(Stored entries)
**********
//! Feature extraction framework and data structures.
//!
//! This module provides the core abstractions for feature extraction: feature
//! definitions, the extractor trait shared by local and tool-backed features,
//! the ordered per-document feature vector, and the registry that runs every
//! extractor in declaration order.

use std::sync::Arc;

use async_trait::async_trait;
use indexmap::IndexMap;
use serde::{Deserialize, Serialize};
use tracing::debug;

use crate::core::document::{Document, DocumentId};
use crate::core::errors::{LyricalError, Result};

/// Definition of a feature that can be extracted from a document.
#[derive(Debug, Clone, Serialize, Deserialize, PartialEq)]
pub struct FeatureDefinition {
    /// Unique name of the feature (also its output label)
    pub name: String,

    /// Human-readable description of what this feature measures
    pub description: String,

    /// Number of values per document, `None` when only known at runtime
    pub dimensions: Option<usize>,

    /// Whether the feature is computed per window rather than per document
    pub is_sequential: bool,
}

impl FeatureDefinition {
    /// Create a new single-valued feature definition
    pub fn new(name: impl Into<String>, description: impl Into<String>) -> Self {
        Self {
            name: name.into(),
            description: description.into(),
            dimensions: Some(1),
            is_sequential: false,
        }
    }

    /// Set the fixed number of values this feature produces
    pub fn with_dimensions(mut self, dimensions: usize) -> Self {
        self.dimensions = Some(dimensions);
        self
    }

    /// Mark the feature width as known only at runtime
    pub fn with_variable_dimensions(mut self) -> Self {
        self.dimensions = None;
        self
    }

    /// Check that a computed value list matches the declared width
    pub fn validate_values(&self, values: &[f64]) -> Result<()> {
        if let Some(expected) = self.dimensions {
            if values.len() != expected {
                return Err(LyricalError::validation_mismatch(
                    format!("Feature '{}' produced the wrong number of values", self.name),
                    self.name.clone(),
                    expected,
                    values.len(),
                ));
            }
        }

        if let Some(bad) = values.iter().find(|v| !v.is_finite()) {
            return Err(LyricalError::validation(format!(
                "Feature '{}' produced a non-finite value {}",
                self.name, bad
            )));
        }

        Ok(())
    }
}

/// The ordered feature record for one document.
#[derive(Debug, Clone, Default, PartialEq)]
pub struct FeatureVector {
    /// Data set identifier (document id)
    pub data_set_id: DocumentId,

    /// Feature values keyed by name, in registry order
    pub features: IndexMap<String, Vec<f64>>,
}

impl FeatureVector {
    /// Create a new empty feature vector for a document
    pub fn new(data_set_id: impl Into<DocumentId>) -> Self {
        Self {
            data_set_id: data_set_id.into(),
            features: IndexMap::new(),
        }
    }

    /// Append a feature block. Re-adding a name replaces its values in place.
    pub fn add_feature(&mut self, name: impl Into<String>, values: Vec<f64>) -> &mut Self {
        self.features.insert(name.into(), values);
        self
    }

    /// Get a feature's values by name
    pub fn get_feature(&self, name: &str) -> Option<&[f64]> {
        self.features.get(name).map(Vec::as_slice)
    }

    /// Get the number of feature blocks in this vector
    pub fn feature_count(&self) -> usize {
        self.features.len()
    }

    /// Total number of scalar values across all blocks
    pub fn value_count(&self) -> usize {
        self.features.values().map(Vec::len).sum()
    }

    /// Feature names in output order
    pub fn feature_names(&self) -> impl Iterator<Item = &String> {
        self.features.keys()
    }
}

/// Trait for computing features from lyric documents.
///
/// Extractors declare their features up front; `extract` returns one value
/// list per declared feature, in declaration order. Purely local statistics
/// and external-tool adapters implement the same trait so the registry loop
/// treats them uniformly.
#[async_trait]
pub trait FeatureExtractor: Send + Sync {
    /// Get the name of this extractor
    fn name(&self) -> &str;

    /// Get the list of features this extractor provides
    fn features(&self) -> &[FeatureDefinition];

    /// Compute the value lists for a document
    async fn extract(&self, document: &Document) -> Result<Vec<Vec<f64>>>;

    /// Get the definition of a specific feature
    fn get_feature_definition(&self, name: &str) -> Option<&FeatureDefinition> {
        self.features().iter().find(|f| f.name == name)
    }

    /// Validate that extracted blocks line up with the declared features
    fn validate_features(&self, blocks: &[Vec<f64>]) -> Result<()> {
        let definitions = self.features();
        if blocks.len() != definitions.len() {
            return Err(LyricalError::validation_mismatch(
                format!("Extractor '{}' returned the wrong number of features", self.name()),
                self.name(),
                definitions.len(),
                blocks.len(),
            ));
        }

        for (definition, values) in definitions.iter().zip(blocks) {
            definition.validate_values(values)?;
        }
        Ok(())
    }
}

/// Registry holding feature extractors in output order
#[derive(Default)]
pub struct FeatureExtractorRegistry {
    /// Registered extractors, in registration order
    extractors: Vec<Arc<dyn FeatureExtractor>>,
}

impl FeatureExtractorRegistry {
    /// Create a new registry
    pub fn new() -> Self {
        Self::default()
    }

    /// Register a feature extractor. Rejects feature names already registered.
    pub fn register(&mut self, extractor: Arc<dyn FeatureExtractor>) -> Result<()> {
        for feature_def in extractor.features() {
            if self.get_feature_definition(&feature_def.name).is_some() {
                return Err(LyricalError::config_field(
                    format!("Duplicate feature name '{}'", feature_def.name),
                    extractor.name(),
                ));
            }
        }

        self.extractors.push(extractor);
        Ok(())
    }

    /// Get an extractor by name
    pub fn get_extractor(&self, name: &str) -> Option<Arc<dyn FeatureExtractor>> {
        self.extractors.iter().find(|e| e.name() == name).cloned()
    }

    /// Get all registered extractors, in order
    pub fn get_all_extractors(&self) -> impl Iterator<Item = &Arc<dyn FeatureExtractor>> {
        self.extractors.iter()
    }

    /// Get a feature definition by name
    pub fn get_feature_definition(&self, name: &str) -> Option<&FeatureDefinition> {
        self.get_all_feature_definitions().find(|f| f.name == name)
    }

    /// Get all feature definitions, in output order
    pub fn get_all_feature_definitions(&self) -> impl Iterator<Item = &FeatureDefinition> {
        self.extractors.iter().flat_map(|e| e.features().iter())
    }

    /// Number of registered extractors
    pub fn len(&self) -> usize {
        self.extractors.len()
    }

    /// True when nothing is registered
    pub fn is_empty(&self) -> bool {
        self.extractors.is_empty()
    }

    /// Run every extractor in order over a document.
    ///
    /// The first failing extractor aborts the whole document.
    pub async fn extract_all_features(&self, document: &Document) -> Result<FeatureVector> {
        let mut feature_vector = FeatureVector::new(document.id.clone());

        for extractor in &self.extractors {
            debug!(
                "Running extractor '{}' on document '{}'",
                extractor.name(),
                document.id
            );

            let blocks = extractor.extract(document).await?;
            extractor.validate_features(&blocks)?;

            for (definition, values) in extractor.features().iter().zip(blocks) {
                feature_vector.add_feature(definition.name.clone(), values);
            }
        }

        Ok(feature_vector)
    }
}
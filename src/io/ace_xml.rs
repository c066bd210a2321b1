//! ACE XML 1.1 writers for feature vector files and feature key files.
//!
//! Both documents carry an inline DTD so downstream classifiers can validate
//! them without a schema lookup. Text content is XML-escaped; numeric values
//! use the shortest representation that parses back to the same `f64`.

use std::io::Write;

use quick_xml::escape::escape;

use crate::core::errors::{LyricalError, Result};
use crate::core::featureset::{FeatureDefinition, FeatureVector};

const FEATURE_VECTOR_PREAMBLE: &str = r#"<?xml version="1.0"?>
<!DOCTYPE feature_vector_file [
   <!ELEMENT feature_vector_file (comments, data_set+)>
   <!ELEMENT comments (#PCDATA)>
   <!ELEMENT data_set (data_set_id, section*, feature*)>
   <!ELEMENT data_set_id (#PCDATA)>
   <!ELEMENT section (feature+)>
   <!ATTLIST section start CDATA ""
                     stop CDATA "">
   <!ELEMENT feature (name, v+)>
   <!ELEMENT name (#PCDATA)>
   <!ELEMENT v (#PCDATA)>
]>

"#;

const FEATURE_KEY_PREAMBLE: &str = r#"<?xml version="1.0"?>
<!DOCTYPE feature_key_file [
   <!ELEMENT feature_key_file (comments, feature+)>
   <!ELEMENT comments (#PCDATA)>
   <!ELEMENT feature (name, description?, is_sequential, parallel_dimensions)>
   <!ELEMENT name (#PCDATA)>
   <!ELEMENT description (#PCDATA)>
   <!ELEMENT is_sequential (#PCDATA)>
   <!ELEMENT parallel_dimensions (#PCDATA)>
]>

"#;

/// Render a feature value for the XML output.
pub fn format_value(value: f64) -> String {
    value.to_string()
}

/// Streaming writer for a `feature_vector_file`.
pub struct FeatureVectorWriter<W: Write> {
    out: W,
    records: usize,
}

impl<W: Write> FeatureVectorWriter<W> {
    /// Write the preamble and comments; records follow via [`Self::write_record`].
    pub fn begin(mut out: W, comments: &str) -> Result<Self> {
        write!(
            out,
            "{}<feature_vector_file>\n\n   <comments>{}</comments>\n\n",
            FEATURE_VECTOR_PREAMBLE,
            escape(comments)
        )
        .map_err(write_error)?;

        Ok(Self { out, records: 0 })
    }

    /// Write one `data_set` block.
    pub fn write_record(&mut self, record: &FeatureVector) -> Result<()> {
        let mut block = String::new();
        block.push_str("   <data_set>\n");
        block.push_str(&format!(
            "      <data_set_id>{}</data_set_id>\n",
            escape(&record.data_set_id)
        ));

        for (name, values) in &record.features {
            block.push_str("      <feature>\n");
            block.push_str(&format!("         <name>{}</name>\n", escape(name)));
            for value in values {
                block.push_str(&format!("         <v>{}</v>\n", format_value(*value)));
            }
            block.push_str("      </feature>\n");
        }
        block.push_str("   </data_set>\n\n");

        self.out.write_all(block.as_bytes()).map_err(write_error)?;
        self.records += 1;
        Ok(())
    }

    /// Records written so far
    pub fn records_written(&self) -> usize {
        self.records
    }

    /// Close the root element and hand back the sink.
    pub fn finish(mut self) -> Result<W> {
        self.out
            .write_all(b"</feature_vector_file>\n")
            .and_then(|()| self.out.flush())
            .map_err(write_error)?;
        Ok(self.out)
    }
}

/// Write a complete `feature_key_file` describing the given features.
pub fn write_feature_definitions<W: Write>(
    mut out: W,
    definitions: &[FeatureDefinition],
    comments: &str,
) -> Result<()> {
    let mut seen = std::collections::HashSet::new();
    for definition in definitions {
        if !seen.insert(definition.name.as_str()) {
            return Err(LyricalError::validation(format!(
                "Duplicate feature name '{}' in definitions",
                definition.name
            )));
        }
    }

    let mut doc = String::from(FEATURE_KEY_PREAMBLE);
    doc.push_str("<feature_key_file>\n\n");
    doc.push_str(&format!("   <comments>{}</comments>\n\n", escape(comments)));

    for definition in definitions {
        doc.push_str("   <feature>\n");
        doc.push_str(&format!("      <name>{}</name>\n", escape(&definition.name)));
        if !definition.description.is_empty() {
            doc.push_str(&format!(
                "      <description>{}</description>\n",
                escape(&definition.description)
            ));
        }
        doc.push_str(&format!(
            "      <is_sequential>{}</is_sequential>\n",
            definition.is_sequential
        ));
        doc.push_str(&format!(
            "      <parallel_dimensions>{}</parallel_dimensions>\n",
            definition.dimensions.unwrap_or(0)
        ));
        doc.push_str("   </feature>\n\n");
    }
    doc.push_str("</feature_key_file>\n");

    out.write_all(doc.as_bytes())
        .and_then(|()| out.flush())
        .map_err(write_error)
}

fn write_error(err: std::io::Error) -> LyricalError {
    LyricalError::io("Failed to write ACE XML output", err)
}
//! Character bigram frequencies over the space-joined normalized lyrics.
//!
//! The 729-wide vector is not part of the main record; it is written to an
//! append-only side file from which the bigram-PCA components are later built.

use crate::core::document::Document;

/// Alphabet the bigrams are drawn from: space, then a to z.
pub const BIGRAM_ALPHABET: &str = " abcdefghijklmnopqrstuvwxyz";

/// Number of ordered bigrams over [`BIGRAM_ALPHABET`] (27 squared).
pub const BIGRAM_COUNT: usize = 27 * 27;

/// All ordered bigrams, first character major.
pub fn bigrams() -> impl Iterator<Item = String> {
    BIGRAM_ALPHABET.chars().flat_map(|first| {
        BIGRAM_ALPHABET.chars().map(move |second| {
            let mut bigram = String::with_capacity(2);
            bigram.push(first);
            bigram.push(second);
            bigram
        })
    })
}

/// Frequency of every bigram in the normalized tokens joined by single spaces.
///
/// Occurrences are counted left to right without overlap, so `"aaa"` holds one
/// `"aa"`. Counts are divided by the joined length in characters.
pub fn bigram_frequencies(normalized: &[String]) -> Vec<f64> {
    if normalized.is_empty() {
        return vec![0.0; BIGRAM_COUNT];
    }

    let joined = normalized.join(" ");
    let length = joined.chars().count();
    if length == 0 {
        return vec![0.0; BIGRAM_COUNT];
    }

    bigrams()
        .map(|bigram| joined.matches(bigram.as_str()).count() as f64 / length as f64)
        .collect()
}

/// Render a document's bigram vector as one comma-separated side-file line.
pub fn bigram_line(document: &Document) -> String {
    let values: Vec<String> = bigram_frequencies(&document.normalized_tokens)
        .into_iter()
        .map(format_general)
        .collect();
    let mut line = values.join(",");
    line.push('\n');
    line
}

/// Format a value like C's `%g`: six significant digits, trailing zeros
/// dropped, exponent notation when the exponent is below -4 or at least 6.
pub fn format_general(value: f64) -> String {
    const PRECISION: i32 = 6;

    if value == 0.0 {
        return "0".to_string();
    }
    if !value.is_finite() {
        return value.to_string();
    }

    // Round first so that e.g. 999999.5 picks the exponent of its rounded form.
    let scientific = format!("{:.*e}", (PRECISION - 1) as usize, value);
    let (mantissa, exponent) = match scientific.split_once('e') {
        Some(parts) => parts,
        None => return scientific,
    };
    let exponent: i32 = match exponent.parse() {
        Ok(exponent) => exponent,
        Err(_) => return scientific,
    };

    if exponent < -4 || exponent >= PRECISION {
        let mantissa = trim_fraction(mantissa);
        let sign = if exponent < 0 { '-' } else { '+' };
        format!("{}e{}{:02}", mantissa, sign, exponent.abs())
    } else {
        let decimals = (PRECISION - 1 - exponent).max(0) as usize;
        trim_fraction(&format!("{:.*}", decimals, value)).to_string()
    }
}

fn trim_fraction(number: &str) -> &str {
    if number.contains('.') {
        number.trim_end_matches('0').trim_end_matches('.')
    } else {
        number
    }
}
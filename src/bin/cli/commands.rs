//! Command execution for the lyrical binary.

use std::fs::File;
use std::io::{BufWriter, Write};
use std::path::Path;

use anyhow::Context;
use owo_colors::OwoColorize;
use tabled::{settings::Style as TableStyle, Table, Tabled};
use tracing::info;

use lyrical_rs::{LyricalConfig, LyricalEngine};

use crate::cli::args::*;

/// Load configuration from a file, or the defaults when none is given
pub fn load_configuration(path: Option<&Path>) -> anyhow::Result<LyricalConfig> {
    match path {
        Some(path) => {
            info!("Loading configuration from {}", path.display());
            LyricalConfig::from_yaml_file(path)
                .with_context(|| format!("Failed to load configuration from {}", path.display()))
        }
        None => Ok(LyricalConfig::default()),
    }
}

fn open_output(path: Option<&Path>) -> anyhow::Result<Box<dyn Write>> {
    Ok(match path {
        Some(path) => {
            let file = File::create(path)
                .with_context(|| format!("Failed to create {}", path.display()))?;
            Box::new(BufWriter::new(file))
        }
        None => Box::new(BufWriter::new(std::io::stdout().lock())),
    })
}

/// Run feature extraction over one directory
pub async fn extract_command(args: ExtractArgs) -> anyhow::Result<()> {
    let config = load_configuration(args.config.as_deref())?;
    let engine = LyricalEngine::new(config)?;

    let out = open_output(args.out.as_deref())?;
    let summary = engine.extract_directory(&args.input, out).await?;

    eprintln!(
        "{} {} documents ({} empty, {} entries skipped)",
        "Extracted features for".bright_green().bold(),
        summary.documents,
        summary.empty_documents,
        summary.skipped_entries
    );
    if let Some(path) = &args.out {
        eprintln!("   Feature vectors written to {}", path.display().cyan());
    }
    Ok(())
}

/// Write the ACE feature key file
pub async fn definitions_command(args: DefinitionsArgs) -> anyhow::Result<()> {
    let config = load_configuration(args.config.as_deref())?;
    let engine = LyricalEngine::new(config)?;

    let out = open_output(args.out.as_deref())?;
    engine.write_definitions(out)?;

    if let Some(path) = &args.out {
        eprintln!(
            "{} {}",
            "Feature definitions written to".bright_green().bold(),
            path.display().cyan()
        );
    }
    Ok(())
}

/// List emitted features in output order
pub async fn list_features(args: ListFeaturesArgs) -> anyhow::Result<()> {
    let config = load_configuration(args.config.as_deref())?;
    let engine = LyricalEngine::new(config)?;
    let definitions = engine.feature_definitions()?;

    if args.json {
        println!("{}", serde_json::to_string_pretty(&definitions)?);
        return Ok(());
    }

    #[derive(Tabled)]
    struct FeatureRow {
        feature: String,
        width: String,
        description: String,
    }

    let rows: Vec<FeatureRow> = definitions
        .iter()
        .map(|definition| FeatureRow {
            feature: definition.name.clone(),
            width: definition
                .dimensions
                .map_or_else(|| "variable".to_string(), |d| d.to_string()),
            description: definition.description.clone(),
        })
        .collect();

    println!("{}", "Emitted Features".bright_blue().bold());
    println!("   {} features per document", definitions.len());
    println!();

    let mut table = Table::new(rows);
    table.with(TableStyle::rounded());
    println!("{}", table);
    Ok(())
}

/// Print the default configuration as YAML
pub async fn print_default_config() -> anyhow::Result<()> {
    println!("# Default lyrical configuration");
    println!("# Save this to a file and customize as needed");
    println!("# Usage: lyrical extract --config your-config.yml <DIR>");
    println!();

    let yaml = LyricalConfig::default().to_yaml_string()?;
    println!("{}", yaml);
    Ok(())
}

/// Validate a configuration file
pub async fn validate_config(args: ValidateConfigArgs) -> anyhow::Result<()> {
    println!(
        "{} {}",
        "Validating configuration:".bright_blue().bold(),
        args.config.display().cyan()
    );

    let config = load_configuration(Some(&args.config))?;

    println!("{}", "Configuration file is valid".bright_green().bold());
    println!();
    println!("   Readability: {}", config.tools.readability.display_command());
    println!("   Spelling:    {}", config.tools.spelling.display_command());
    println!("   Tagger:      {}", config.tools.tagger.display_command());
    for sidecar in &config.sidecars {
        println!("   Sidecar:     {} ({})", sidecar.name, sidecar.path.display());
    }
    println!(
        "   Side file:   {}",
        config.output.bigram_side_file.display()
    );
    Ok(())
}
**********
> [EXERCISE REQUIREMENTS]
Once the line with "values in place." is found in the records above, print exactly that line and every line after it through the line with "Purely local statistics".

> [TASK OUTPUT]
    /// Append a feature block. Re-adding a name replaces its values in place.
    pub fn add_feature(&mut self, name: impl Into<String>, values: Vec<f64>) -> &mut Self {
        self.features.insert(name.into(), values);
        self
    }

    /// Get a feature's values by name
    pub fn get_feature(&self, name: &str) -> Option<&[f64]> {
        self.features.get(name).map(Vec::as_slice)
    }

    /// Get the number of feature blocks in this vector
    pub fn feature_count(&self) -> usize {
        self.features.len()
    }

    /// Total number of scalar values across all blocks
    pub fn value_count(&self) -> usize {
        self.features.values().map(Vec::len).sum()
    }

    /// Feature names in output order
    pub fn feature_names(&self) -> impl Iterator<Item = &String> {
        self.features.keys()
    }
}

/// Trait for computing features from lyric documents.
///
/// Extractors declare their features up front; `extract` returns one value
/// list per declared feature, in declaration order. Purely local statistics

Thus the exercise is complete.